**YOUR ASSIGNMENT**
Exact reproduction is required for all entries.

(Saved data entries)
========

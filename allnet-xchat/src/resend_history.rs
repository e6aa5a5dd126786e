//! Resend-history dedup ring (spec §4.10): suppresses re-resending a
//! sequence number we already resent to the same keyset within the last
//! [`RESEND_WINDOW_SECS`], so a flurry of retransmit requests arriving
//! close together doesn't re-trigger the same retransmission repeatedly.

use allnet_store::KeysetId;

/// How many distinct resends this ring remembers before the oldest
/// entry is overwritten.
pub const RING_SIZE: usize = 100;

/// Window within which a repeat resend of the same sequence number to
/// the same keyset is suppressed.
pub const RESEND_WINDOW_SECS: u64 = 600;

#[derive(Debug, Clone, Copy)]
struct Entry {
    sequence: u64,
    keyset: KeysetId,
    sent_at: u64,
}

#[derive(Debug)]
pub struct ResendHistory {
    ring: [Option<Entry>; RING_SIZE],
    next: usize,
}

impl Default for ResendHistory {
    fn default() -> Self {
        Self::new()
    }
}

impl ResendHistory {
    pub fn new() -> Self {
        Self {
            ring: [None; RING_SIZE],
            next: 0,
        }
    }

    /// Whether `sequence` was resent to `keyset` within the dedup window
    /// ending at `now` (seconds since the AllNet epoch).
    pub fn was_recently_resent(&self, sequence: u64, keyset: KeysetId, now: u64) -> bool {
        self.ring.iter().flatten().any(|e| {
            e.sequence == sequence
                && e.keyset == keyset
                && now.saturating_sub(e.sent_at) < RESEND_WINDOW_SECS
        })
    }

    /// Records a resend, evicting the oldest ring slot if full.
    pub fn record(&mut self, sequence: u64, keyset: KeysetId, now: u64) {
        self.ring[self.next] = Some(Entry {
            sequence,
            keyset,
            sent_at: now,
        });
        self.next = (self.next + 1) % RING_SIZE;
    }

    /// Records `sequence` only if it was not already resent recently,
    /// returning whether it was newly recorded (i.e. whether the caller
    /// should actually go ahead and resend).
    pub fn record_if_due(&mut self, sequence: u64, keyset: KeysetId, now: u64) -> bool {
        if self.was_recently_resent(sequence, keyset, now) {
            return false;
        }
        self.record(sequence, keyset, now);
        true
    }
}

#[cfg(test)]
mod tests {
    use super::*;

    #[test]
    fn first_resend_is_due_second_within_window_is_not() {
        let mut history = ResendHistory::new();
        assert!(history.record_if_due(7, 1, 1_000));
        assert!(!history.record_if_due(7, 1, 1_300));
    }

    #[test]
    fn resend_is_due_again_after_the_window_passes() {
        let mut history = ResendHistory::new();
        assert!(history.record_if_due(7, 1, 1_000));
        assert!(history.record_if_due(7, 1, 1_000 + RESEND_WINDOW_SECS));
    }

    #[test]
    fn distinct_keysets_are_independent() {
        let mut history = ResendHistory::new();
        assert!(history.record_if_due(7, 1, 1_000));
        assert!(history.record_if_due(7, 2, 1_000));
    }

    #[test]
    fn ring_eventually_forgets_the_oldest_entry() {
        let mut history = ResendHistory::new();
        history.record(1, 1, 0);
        for i in 0..RING_SIZE {
            history.record(100 + i as u64, 1, 0);
        }
        assert!(!history.was_recently_resent(1, 1, 0));
    }
}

========

**RESULT OF THIS EXERCISE**
filename allnet-xchat/src/resend_history.rs
repository e6aa5a5dd126786e
//! Resend-history dedup ring (spec §4.10): suppresses re-resending a
//! sequence number we already resent to the same keyset within the last
//! [`RESEND_WINDOW_SECS`], so a flurry of retransmit requests arriving
//! close together doesn't re-trigger the same retransmission repeatedly.

use allnet_store::KeysetId;

/// How many distinct resends this ring remembers before the oldest
/// entry is overwritten.
pub const RING_SIZE: usize = 100;

/// Window within which a repeat resend of the same sequence number to
/// the same keyset is suppressed.
pub const RESEND_WINDOW_SECS: u64 = 600;

#[derive(Debug, Clone, Copy)]
struct Entry {
    sequence: u64,
    keyset: KeysetId,
    sent_at: u64,
}

#[derive(Debug)]
pub struct ResendHistory {
    ring: [Option<Entry>; RING_SIZE],
    next: usize,
}

impl Default for ResendHistory {
    fn default() -> Self {
        Self::new()
    }
}

impl ResendHistory {
    pub fn new() -> Self {
        Self {
            ring: [None; RING_SIZE],
            next: 0,
        }
    }

    /// Whether `sequence` was resent to `keyset` within the dedup window
    /// ending at `now` (seconds since the AllNet epoch).
    pub fn was_recently_resent(&self, sequence: u64, keyset: KeysetId, now: u64) -> bool {
        self.ring.iter().flatten().any(|e| {
            e.sequence == sequence
                && e.keyset == keyset
                && now.saturating_sub(e.sent_at) < RESEND_WINDOW_SECS
        })
    }

    /// Records a resend, evicting the oldest ring slot if full.
    pub fn record(&mut self, sequence: u64, keyset: KeysetId, now: u64) {
        self.ring[self.next] = Some(Entry {
            sequence,
            keyset,
            sent_at: now,
        });
        self.next = (self.next + 1) % RING_SIZE;
    }

    /// Records `sequence` only if it was not already resent recently,
    /// returning whether it was newly recorded (i.e. whether the caller
    /// should actually go ahead and resend).
    pub fn record_if_due(&mut self, sequence: u64, keyset: KeysetId, now: u64) -> bool {
        if self.was_recently_resent(sequence, keyset, now) {
            return false;
        }
        self.record(sequence, keyset, now);
        true
    }
}

#[cfg(test)]
mod tests {
    use super::*;

    #[test]
    fn first_resend_is_due_second_within_window_is_not() {
        let mut history = ResendHistory::new();
        assert!(history.record_if_due(7, 1, 1_000));
        assert!(!history.record_if_due(7, 1, 1_300));
    }

    #[test]
    fn resend_is_due_again_after_the_window_passes() {
        let mut history = ResendHistory::new();
        assert!(history.record_if_due(7, 1, 1_000));
        assert!(history.record_if_due(7, 1, 1_000 + RESEND_WINDOW_SECS));
    }

    #[test]
    fn distinct_keysets_are_independent() {
        let mut history = ResendHistory::new();
        assert!(history.record_if_due(7, 1, 1_000));
        assert!(history.record_if_due(7, 2, 1_000));
    }

    #[test]
    fn ring_eventually_forgets_the_oldest_entry() {
        let mut history = ResendHistory::new();
        history.record(1, 1, 0);
        for i in 0..RING_SIZE {
            history.record(100 + i as u64, 1, 0);
        }
        assert!(!history.was_recently_resent(1, 1, 0));
    }
}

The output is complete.